Look through the listing below for lines containing the word "Internal". State only their number.

■ ■ ■ ■ ■ ■ ■

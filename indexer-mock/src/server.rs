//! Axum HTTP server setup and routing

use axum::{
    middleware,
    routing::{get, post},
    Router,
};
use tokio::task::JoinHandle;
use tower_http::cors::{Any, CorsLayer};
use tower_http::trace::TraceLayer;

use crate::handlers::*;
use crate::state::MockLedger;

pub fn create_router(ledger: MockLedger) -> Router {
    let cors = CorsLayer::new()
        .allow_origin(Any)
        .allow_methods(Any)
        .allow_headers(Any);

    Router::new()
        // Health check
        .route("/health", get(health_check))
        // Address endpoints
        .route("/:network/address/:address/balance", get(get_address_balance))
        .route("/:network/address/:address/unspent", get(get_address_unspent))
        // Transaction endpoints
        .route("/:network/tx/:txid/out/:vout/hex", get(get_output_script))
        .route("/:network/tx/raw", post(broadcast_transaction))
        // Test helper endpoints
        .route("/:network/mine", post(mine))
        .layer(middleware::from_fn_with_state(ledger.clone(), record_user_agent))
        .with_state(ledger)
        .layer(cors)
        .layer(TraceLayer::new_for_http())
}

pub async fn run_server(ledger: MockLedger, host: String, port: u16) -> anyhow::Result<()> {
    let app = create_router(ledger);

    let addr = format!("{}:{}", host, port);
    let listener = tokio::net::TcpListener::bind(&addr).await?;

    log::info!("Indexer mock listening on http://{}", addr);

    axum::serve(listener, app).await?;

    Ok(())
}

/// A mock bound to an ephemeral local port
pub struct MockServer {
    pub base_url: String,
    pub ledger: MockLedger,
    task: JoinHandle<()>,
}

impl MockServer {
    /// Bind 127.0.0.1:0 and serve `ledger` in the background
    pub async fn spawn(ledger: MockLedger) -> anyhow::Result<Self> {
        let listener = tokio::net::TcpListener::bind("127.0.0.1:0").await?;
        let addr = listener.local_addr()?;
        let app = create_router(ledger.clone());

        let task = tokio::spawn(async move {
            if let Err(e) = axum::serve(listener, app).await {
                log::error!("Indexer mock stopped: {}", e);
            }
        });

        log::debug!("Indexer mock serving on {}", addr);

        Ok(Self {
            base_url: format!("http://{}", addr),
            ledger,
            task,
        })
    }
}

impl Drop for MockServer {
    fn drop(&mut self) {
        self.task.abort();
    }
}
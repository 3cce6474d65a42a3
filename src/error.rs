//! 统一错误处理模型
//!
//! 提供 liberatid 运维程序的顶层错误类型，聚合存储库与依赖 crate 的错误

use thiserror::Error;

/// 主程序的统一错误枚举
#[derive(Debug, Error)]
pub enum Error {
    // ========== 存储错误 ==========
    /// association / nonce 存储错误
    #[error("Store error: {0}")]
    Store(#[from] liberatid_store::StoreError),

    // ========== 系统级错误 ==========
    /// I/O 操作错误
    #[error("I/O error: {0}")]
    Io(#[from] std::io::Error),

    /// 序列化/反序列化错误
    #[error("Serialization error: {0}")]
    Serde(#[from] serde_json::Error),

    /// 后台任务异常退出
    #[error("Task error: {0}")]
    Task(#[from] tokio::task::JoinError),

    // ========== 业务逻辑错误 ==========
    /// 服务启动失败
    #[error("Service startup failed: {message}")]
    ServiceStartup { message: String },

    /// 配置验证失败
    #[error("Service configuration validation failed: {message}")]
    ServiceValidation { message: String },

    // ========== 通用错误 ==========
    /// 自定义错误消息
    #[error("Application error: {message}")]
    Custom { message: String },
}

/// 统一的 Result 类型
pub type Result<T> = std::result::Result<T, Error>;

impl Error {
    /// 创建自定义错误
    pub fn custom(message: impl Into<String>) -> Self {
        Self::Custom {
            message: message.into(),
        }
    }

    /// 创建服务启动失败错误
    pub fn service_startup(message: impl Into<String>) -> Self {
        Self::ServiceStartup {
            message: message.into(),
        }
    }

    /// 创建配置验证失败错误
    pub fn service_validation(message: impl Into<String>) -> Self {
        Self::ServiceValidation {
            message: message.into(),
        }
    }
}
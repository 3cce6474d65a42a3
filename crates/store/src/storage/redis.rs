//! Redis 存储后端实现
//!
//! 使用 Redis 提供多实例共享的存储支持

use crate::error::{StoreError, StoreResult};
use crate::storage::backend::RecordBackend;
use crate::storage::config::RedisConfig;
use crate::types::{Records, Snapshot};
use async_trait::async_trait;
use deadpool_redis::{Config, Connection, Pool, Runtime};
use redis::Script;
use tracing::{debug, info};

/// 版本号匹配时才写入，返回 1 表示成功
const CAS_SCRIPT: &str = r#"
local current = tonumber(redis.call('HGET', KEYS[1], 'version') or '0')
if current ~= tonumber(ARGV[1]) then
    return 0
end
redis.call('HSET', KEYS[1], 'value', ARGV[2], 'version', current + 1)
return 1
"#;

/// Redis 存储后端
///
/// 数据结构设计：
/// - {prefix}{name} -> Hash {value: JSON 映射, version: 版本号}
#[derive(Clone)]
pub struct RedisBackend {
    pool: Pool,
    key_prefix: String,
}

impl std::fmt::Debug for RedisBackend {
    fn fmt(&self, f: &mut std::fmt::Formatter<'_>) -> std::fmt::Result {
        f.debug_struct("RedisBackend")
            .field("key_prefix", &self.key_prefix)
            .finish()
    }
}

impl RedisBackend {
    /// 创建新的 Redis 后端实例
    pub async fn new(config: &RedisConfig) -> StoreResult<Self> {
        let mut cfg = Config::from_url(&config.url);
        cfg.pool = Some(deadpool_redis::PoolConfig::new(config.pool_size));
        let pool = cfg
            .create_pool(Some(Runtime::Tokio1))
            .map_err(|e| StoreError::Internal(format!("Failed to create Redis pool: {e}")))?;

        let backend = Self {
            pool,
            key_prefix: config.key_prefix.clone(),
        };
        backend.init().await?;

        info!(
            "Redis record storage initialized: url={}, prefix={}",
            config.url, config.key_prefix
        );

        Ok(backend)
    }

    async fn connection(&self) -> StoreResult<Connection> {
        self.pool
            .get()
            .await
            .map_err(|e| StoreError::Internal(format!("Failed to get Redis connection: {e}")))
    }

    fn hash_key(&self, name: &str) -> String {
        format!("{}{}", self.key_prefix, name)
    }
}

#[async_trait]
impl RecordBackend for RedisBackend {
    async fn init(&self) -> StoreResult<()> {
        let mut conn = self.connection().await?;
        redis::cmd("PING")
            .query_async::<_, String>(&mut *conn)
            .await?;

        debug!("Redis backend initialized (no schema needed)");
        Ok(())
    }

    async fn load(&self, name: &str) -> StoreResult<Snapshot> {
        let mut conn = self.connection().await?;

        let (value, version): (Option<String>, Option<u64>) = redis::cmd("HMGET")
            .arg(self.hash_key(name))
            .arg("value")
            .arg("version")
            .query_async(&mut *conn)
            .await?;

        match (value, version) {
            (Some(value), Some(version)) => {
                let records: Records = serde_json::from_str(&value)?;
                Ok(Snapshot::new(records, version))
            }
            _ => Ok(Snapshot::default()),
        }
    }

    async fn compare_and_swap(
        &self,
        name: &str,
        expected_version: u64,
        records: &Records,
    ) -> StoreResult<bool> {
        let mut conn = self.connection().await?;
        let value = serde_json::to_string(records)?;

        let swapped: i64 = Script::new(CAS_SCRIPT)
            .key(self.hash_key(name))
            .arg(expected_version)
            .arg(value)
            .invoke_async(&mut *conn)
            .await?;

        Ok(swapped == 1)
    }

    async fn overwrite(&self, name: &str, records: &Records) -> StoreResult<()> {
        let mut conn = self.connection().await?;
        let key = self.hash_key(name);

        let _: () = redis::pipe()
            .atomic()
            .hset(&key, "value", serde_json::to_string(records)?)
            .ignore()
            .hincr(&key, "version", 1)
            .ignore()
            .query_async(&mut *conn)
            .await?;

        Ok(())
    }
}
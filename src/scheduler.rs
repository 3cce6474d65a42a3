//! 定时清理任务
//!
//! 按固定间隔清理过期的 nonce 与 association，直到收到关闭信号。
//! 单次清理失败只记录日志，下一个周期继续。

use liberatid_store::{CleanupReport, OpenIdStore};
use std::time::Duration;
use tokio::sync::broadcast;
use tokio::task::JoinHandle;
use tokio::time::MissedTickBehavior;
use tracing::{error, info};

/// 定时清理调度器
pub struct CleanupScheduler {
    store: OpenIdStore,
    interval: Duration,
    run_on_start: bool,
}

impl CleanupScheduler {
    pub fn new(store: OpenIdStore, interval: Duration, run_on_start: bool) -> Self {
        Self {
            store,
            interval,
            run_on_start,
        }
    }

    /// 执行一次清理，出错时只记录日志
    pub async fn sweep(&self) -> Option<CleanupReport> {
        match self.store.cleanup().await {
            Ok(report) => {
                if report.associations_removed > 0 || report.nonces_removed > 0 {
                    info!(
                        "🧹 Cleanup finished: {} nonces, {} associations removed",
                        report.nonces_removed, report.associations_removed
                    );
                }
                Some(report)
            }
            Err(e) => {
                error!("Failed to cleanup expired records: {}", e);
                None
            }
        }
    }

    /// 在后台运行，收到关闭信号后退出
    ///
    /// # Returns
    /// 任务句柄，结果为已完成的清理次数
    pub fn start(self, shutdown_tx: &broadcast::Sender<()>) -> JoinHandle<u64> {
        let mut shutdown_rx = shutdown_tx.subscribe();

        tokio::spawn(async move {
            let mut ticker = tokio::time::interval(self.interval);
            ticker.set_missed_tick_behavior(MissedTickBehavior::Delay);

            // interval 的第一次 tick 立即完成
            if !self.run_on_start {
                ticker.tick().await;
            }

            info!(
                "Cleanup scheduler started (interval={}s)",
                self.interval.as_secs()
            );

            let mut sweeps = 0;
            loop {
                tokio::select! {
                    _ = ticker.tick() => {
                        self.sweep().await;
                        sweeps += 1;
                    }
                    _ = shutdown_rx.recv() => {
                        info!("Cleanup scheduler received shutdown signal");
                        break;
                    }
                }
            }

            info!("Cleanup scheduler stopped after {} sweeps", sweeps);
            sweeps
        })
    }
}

■ ■ ■ ■ ■ ■ ■

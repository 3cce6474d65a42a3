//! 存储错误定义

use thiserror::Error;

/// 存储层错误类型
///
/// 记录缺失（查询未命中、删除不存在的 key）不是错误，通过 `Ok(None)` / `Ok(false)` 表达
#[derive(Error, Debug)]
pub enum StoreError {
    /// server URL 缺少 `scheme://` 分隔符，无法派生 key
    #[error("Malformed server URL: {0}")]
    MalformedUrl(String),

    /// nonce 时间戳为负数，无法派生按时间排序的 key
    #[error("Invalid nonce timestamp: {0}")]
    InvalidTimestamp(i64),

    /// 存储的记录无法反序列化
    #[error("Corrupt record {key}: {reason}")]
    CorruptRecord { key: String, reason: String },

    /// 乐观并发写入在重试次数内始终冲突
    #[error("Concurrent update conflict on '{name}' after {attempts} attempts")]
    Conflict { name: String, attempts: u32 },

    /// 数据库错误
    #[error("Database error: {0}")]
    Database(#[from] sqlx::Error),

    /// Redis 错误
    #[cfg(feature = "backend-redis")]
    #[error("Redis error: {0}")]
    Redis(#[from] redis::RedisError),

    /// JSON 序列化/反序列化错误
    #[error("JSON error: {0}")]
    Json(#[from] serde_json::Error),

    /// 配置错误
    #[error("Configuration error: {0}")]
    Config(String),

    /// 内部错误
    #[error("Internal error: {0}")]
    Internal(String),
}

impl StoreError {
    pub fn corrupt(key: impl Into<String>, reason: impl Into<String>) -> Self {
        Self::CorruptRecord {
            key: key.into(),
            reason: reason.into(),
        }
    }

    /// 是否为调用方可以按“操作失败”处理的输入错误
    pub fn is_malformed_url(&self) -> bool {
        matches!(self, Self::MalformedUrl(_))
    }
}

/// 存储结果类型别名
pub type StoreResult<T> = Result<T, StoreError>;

■ ■ ■ ■ ■ ■ ■

* **RESULT OF THE EXERCISE**
4